Dear Lieberals, and your unremarkable Neutered Puppy cohorts,
I want you to stop! I want you to stop NOW!! I want you to STOP giving me REAMS OF STUPIDITY (note TWS), and overwhelming my limited capacity to keep up the Graphical Manipulations (mit snarky comments)! Ten is the usual number for the week and over the past few weeks you have overwhelmed GM capability with your puerility, stupidity, pig-headed resoluteness followed by back flips! So much material, so little time!! I now have leftover GM’s putting me at least a week behind the pre-week current current affairs of state. STOP IT NOW! Because my brain hurts! And, I’m beginning to live in the past!
Because of you, I am now presenting with symptoms associated with the recently diagnosed (highly infective) disease commonly referred to as ‘Post Traumatic Lieberal Disorder’. I am drinking heavily (a red would be nice), shouting abuse at the TV screen when anyone from the current government, especially that PRIME WINKY DILL ABBOTT THE RABBOTT – sorry!, appears on the screen. I have overwhelming desires, apart from the usual primal ones, to vote for any party whose name doesn’t start with an ‘Li’ or an ‘Na’. I keep seeking out cats with the intention of kicking them. Suffer paranoid episodes feeling that I am being watched and listened too. Wake up in cold sweats with my hands around my own neck shouting unrepeatable, foul insults about members of Federal Parliament. I am becoming secretive and posting old Lieberal ‘how to vote cards’ with rude words on them in other people’s letterboxes! And have this deep fear that Christopher Pyne will ask me to pay $100,000 for my post graduate degree (WITH INTEREST) or Morrison will deport me to Nauru! It’s just too much and I want you to stop!!
If you don’t I’m going to get my good friend Vladimir Putin to drop a nuke on you!! Or, alternatively, shout derisory words at all Lieberals and/or Neutered Puppies whenever I see them in the street! So there!!
Yours in angst,
Gosh! It’s getting close to Christmas, isn’t it? I can see the look of fear and panic in your eyes as you contemplate all that Yuletide buying in rampaging crowds of Christmas bargain hunters. The festive meals with the rellies – ooooh nice! There’ll be too much eating, too many presents, your credit card will be maxed out, you’ll have had a brawl over the backyard barbie with (insert name), that loathsome black sheep relative that everyone despises – especially when he farts at the Christmas Dinner table. And so it goes, eh! Good robust festive fun which, naturally, when all that joy to the world has been exhausted a good lie down, and a good book, will not go amiss. And, lucky you, it’s the new release book season! And we have our first treat for you, with more to come.

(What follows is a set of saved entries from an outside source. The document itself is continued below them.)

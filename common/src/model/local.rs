//! Payloads of the `/api/local/*` endpoints backing the dashboard: listings
//! of saved job-result files and uploaded resumes, and the `{success,
//! message}` envelope returned by the long-running local actions.

use serde::{Deserialize, Serialize};

/// A saved job-search result file.
#[derive(Debug, Clone, PartialEq, Serialize, Deserialize)]
pub struct JobFile {
    pub name: String,
    pub size: u64,
    /// ISO-8601 timestamp as written by the service.
    pub modified: String,
}

/// An uploaded resume file. `path` is what the compare action sends back.
#[derive(Debug, Clone, PartialEq, Serialize, Deserialize)]
pub struct ResumeFile {
    pub name: String,
    pub size: u64,
    pub modified: String,
    pub path: String,
}

#[derive(Debug, Clone, PartialEq, Serialize, Deserialize)]
pub struct FileListing<T> {
    #[serde(default = "Vec::new")]
    pub files: Vec<T>,
}

#[derive(Debug, Clone, PartialEq, Serialize, Deserialize)]
pub struct LocalActionResponse {
    #[serde(default)]
    pub success: bool,
    #[serde(default)]
    pub message: Option<String>,
}

impl LocalActionResponse {
    /// `Ok` when the service reported success, otherwise the service message
    /// or `fallback` when it sent none.
    pub fn into_outcome(self, fallback: &str) -> Result<(), String> {
        if self.success {
            Ok(())
        } else {
            Err(self
                .message
                .filter(|m| !m.trim().is_empty())
                .unwrap_or_else(|| fallback.to_string()))
        }
    }
}

#[cfg(test)]
mod tests {
    use super::*;

    #[test]
    fn job_listing_decodes_in_server_order() {
        let body = r#"{"files": [
            {"name": "latest.json", "size": 2048, "modified": "2024-05-01T09:30:00"},
            {"name": "jobs_20240430.json", "size": 1024, "modified": "2024-04-30T09:30:00"}
        ]}"#;
        let listing: FileListing<JobFile> = serde_json::from_str(body).unwrap();
        assert_eq!(listing.files.len(), 2);
        assert_eq!(listing.files[0].name, "latest.json");
        assert_eq!(listing.files[1].size, 1024);
    }

    #[test]
    fn resume_listing_carries_path() {
        let body = r#"{"files": [
            {"name": "resume.pdf", "size": 51200, "modified": "2024-05-01T10:00:00", "path": "uploads/resume.pdf"}
        ]}"#;
        let listing: FileListing<ResumeFile> = serde_json::from_str(body).unwrap();
        assert_eq!(listing.files[0].path, "uploads/resume.pdf");
    }

    #[test]
    fn missing_files_key_is_empty_listing() {
        let listing: FileListing<JobFile> = serde_json::from_str("{}").unwrap();
        assert!(listing.files.is_empty());
    }

    #[test]
    fn action_outcome_uses_message_then_fallback() {
        let ok: LocalActionResponse =
            serde_json::from_str(r#"{"success": true, "message": "검색 완료", "data": {}}"#).unwrap();
        assert_eq!(ok.into_outcome("fallback"), Ok(()));

        let failed: LocalActionResponse =
            serde_json::from_str(r#"{"success": false, "message": "검색 시간이 초과되었습니다"}"#)
                .unwrap();
        assert_eq!(
            failed.into_outcome("fallback"),
            Err("검색 시간이 초과되었습니다".to_string())
        );

        let bare: LocalActionResponse = serde_json::from_str(r#"{"detail": "nope"}"#).unwrap();
        assert_eq!(bare.into_outcome("fallback"), Err("fallback".to_string()));
    }
}
use common::error::ApiError;
use common::model::matching::MatchResult;

pub enum Msg {
    /// The store step of sequence `ticket` is over; analysis is being requested.
    Analyzing(u64),
    Finished {
        ticket: u64,
        result: Result<MatchResult, ApiError>,
    },
}
use common::error::ApiError;
use common::model::job::{JobPosting, JobSource};

pub enum Msg {
    SetKeyword(String),
    SetLocation(String),
    SetMaxResults(String),
    ToggleSource(JobSource),
    Submit,
    Finished(Result<Vec<JobPosting>, ApiError>),
}
use common::api::{
    LOCAL_JOBS_LIST, LOCAL_JOBS_SEARCH, LOCAL_RESUME_COMPARE, LOCAL_RESUME_UPLOAD,
    LOCAL_UPLOADS_LIST,
};
use common::error::ApiError;
use common::model::local::{FileListing, JobFile, LocalActionResponse, ResumeFile};
use common::requests::{CompareRequest, LocalSearchRequest};
use web_sys::File;

use super::{get_json, post_file, post_json};

pub async fn list_job_files() -> Result<Vec<JobFile>, ApiError> {
    let listing: FileListing<JobFile> = get_json(LOCAL_JOBS_LIST).await?;
    Ok(listing.files)
}

pub async fn list_resume_files() -> Result<Vec<ResumeFile>, ApiError> {
    let listing: FileListing<ResumeFile> = get_json(LOCAL_UPLOADS_LIST).await?;
    Ok(listing.files)
}

pub async fn run_search(request: &LocalSearchRequest) -> Result<LocalActionResponse, ApiError> {
    post_json(LOCAL_JOBS_SEARCH, request).await
}

pub async fn compare_resume(request: &CompareRequest) -> Result<LocalActionResponse, ApiError> {
    post_json(LOCAL_RESUME_COMPARE, request).await
}

pub async fn upload_resume(file: &File) -> Result<LocalActionResponse, ApiError> {
    post_file(LOCAL_RESUME_UPLOAD, file).await
}
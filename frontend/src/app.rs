use crate::pages::local_dashboard::LocalDashboard;
use crate::pages::matching::MatchingPage;
use yew::{classes, html, Component, Context, Html};

/// Top-level screens. The local dashboard is the landing screen.
#[derive(Clone, Copy, PartialEq, Eq)]
pub enum ViewMode {
    Local,
    Api,
}

impl ViewMode {
    fn label(&self) -> &'static str {
        match self {
            ViewMode::Local => "로컬 대시보드",
            ViewMode::Api => "검색 & 매칭",
        }
    }
}

pub struct App {
    mode: ViewMode,
}

impl Component for App {
    type Message = ViewMode;
    type Properties = ();

    fn create(_ctx: &Context<Self>) -> Self {
        Self {
            mode: ViewMode::Local,
        }
    }

    fn update(&mut self, _ctx: &Context<Self>, mode: Self::Message) -> bool {
        if self.mode == mode {
            return false;
        }
        self.mode = mode;
        true
    }

    fn view(&self, ctx: &Context<Self>) -> Html {
        let link = ctx.link();
        let mode_button = |mode: ViewMode| {
            html! {
                <button
                    class={classes!("mode-btn", (self.mode == mode).then_some("active"))}
                    onclick={link.callback(move |_| mode)}
                >
                    { mode.label() }
                </button>
            }
        };

        html! {
            <div class="app">
                <nav class="mode-switch">
                    { mode_button(ViewMode::Local) }
                    { mode_button(ViewMode::Api) }
                </nav>
                {
                    match self.mode {
                        ViewMode::Local => html! { <LocalDashboard /> },
                        ViewMode::Api => html! {
                            <>
                                <header class="app-header">
                                    <h1>{"🔍 Job Search & Resume Matching"}</h1>
                                    <p>{"LinkedIn과 Indeed에서 채용 공고를 검색하고 이력서 적합도를 분석하세요"}</p>
                                </header>
                                <MatchingPage />
                            </>
                        },
                    }
                }
            </div>
        }
    }
}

That Bloody Rat got in early this time around with his concerns that our Public Services Minister might be just a tad loose with the truth.
Rat was also impressed, and relieved, that homo sapiens also contains those who have a queer understanding of reality.
And he noted that there was the usual gender argument about the boy/girl thing and our favourite ‘Boy Man’, Phoney Tony got into the act with a touch of philosophical enlightenment. The man should be a swami, or a guru, of inanity!
Following Rats input we noted (several times) the Edjakashun Minster’s input into Australia’s bright new future of dumbing down the working class, and any other class that can’t pay exorbitant amounts for education. We’re surprised that he hasn’t privatised the whole shebang! Eh?? He what??
Ben Lazarus was particularly impressed with Whiney’s dogged determination to ‘get that education bill through the Senate’!
And you’d have to say that if Friday was ‘Slap an Idiot I Know Day’ then, of all the contenders, Christopher (Whiney) Pyne was the stand out winner!
Thinking of idiots, and who can’t fail to do so these days, the mind naturally turns to those who say one thing and mean another. Popularly known by the common man as ‘lying’, but to the politician as ‘dissimulatory oratory’! And that reminded us of Janus’.
The Toads delivered a powerful insight into why science and innovation are somewhat irrelevant to the future under Team Australia.
And Anthony Albanese got fairly loquacious when considering the fine attributes of our Prime Winky Dill.
This, all in all, led to the inevitable conclusion that the ship of state was, unfortunately, the victim of a barnacle infestation.
And there you have it . . . . . . . .!
AFTERTHOUGHT: If you don’t punish politicians and their parties for lying to you, you are predetermining your treatment as a fool!
POSTSCRIPT: All characters appearing in this work are entirely, and amazingly, fictitious. Any resemblance to real persons, living, dead or in a zombie like state, is purely coincidental with an exceptionally high probability of being the construct of a deluded mind trying to grasp the true meaning of the political unreality of Australian politics, al la NO Coalition! We can only gaze upon such greatness with wonderment!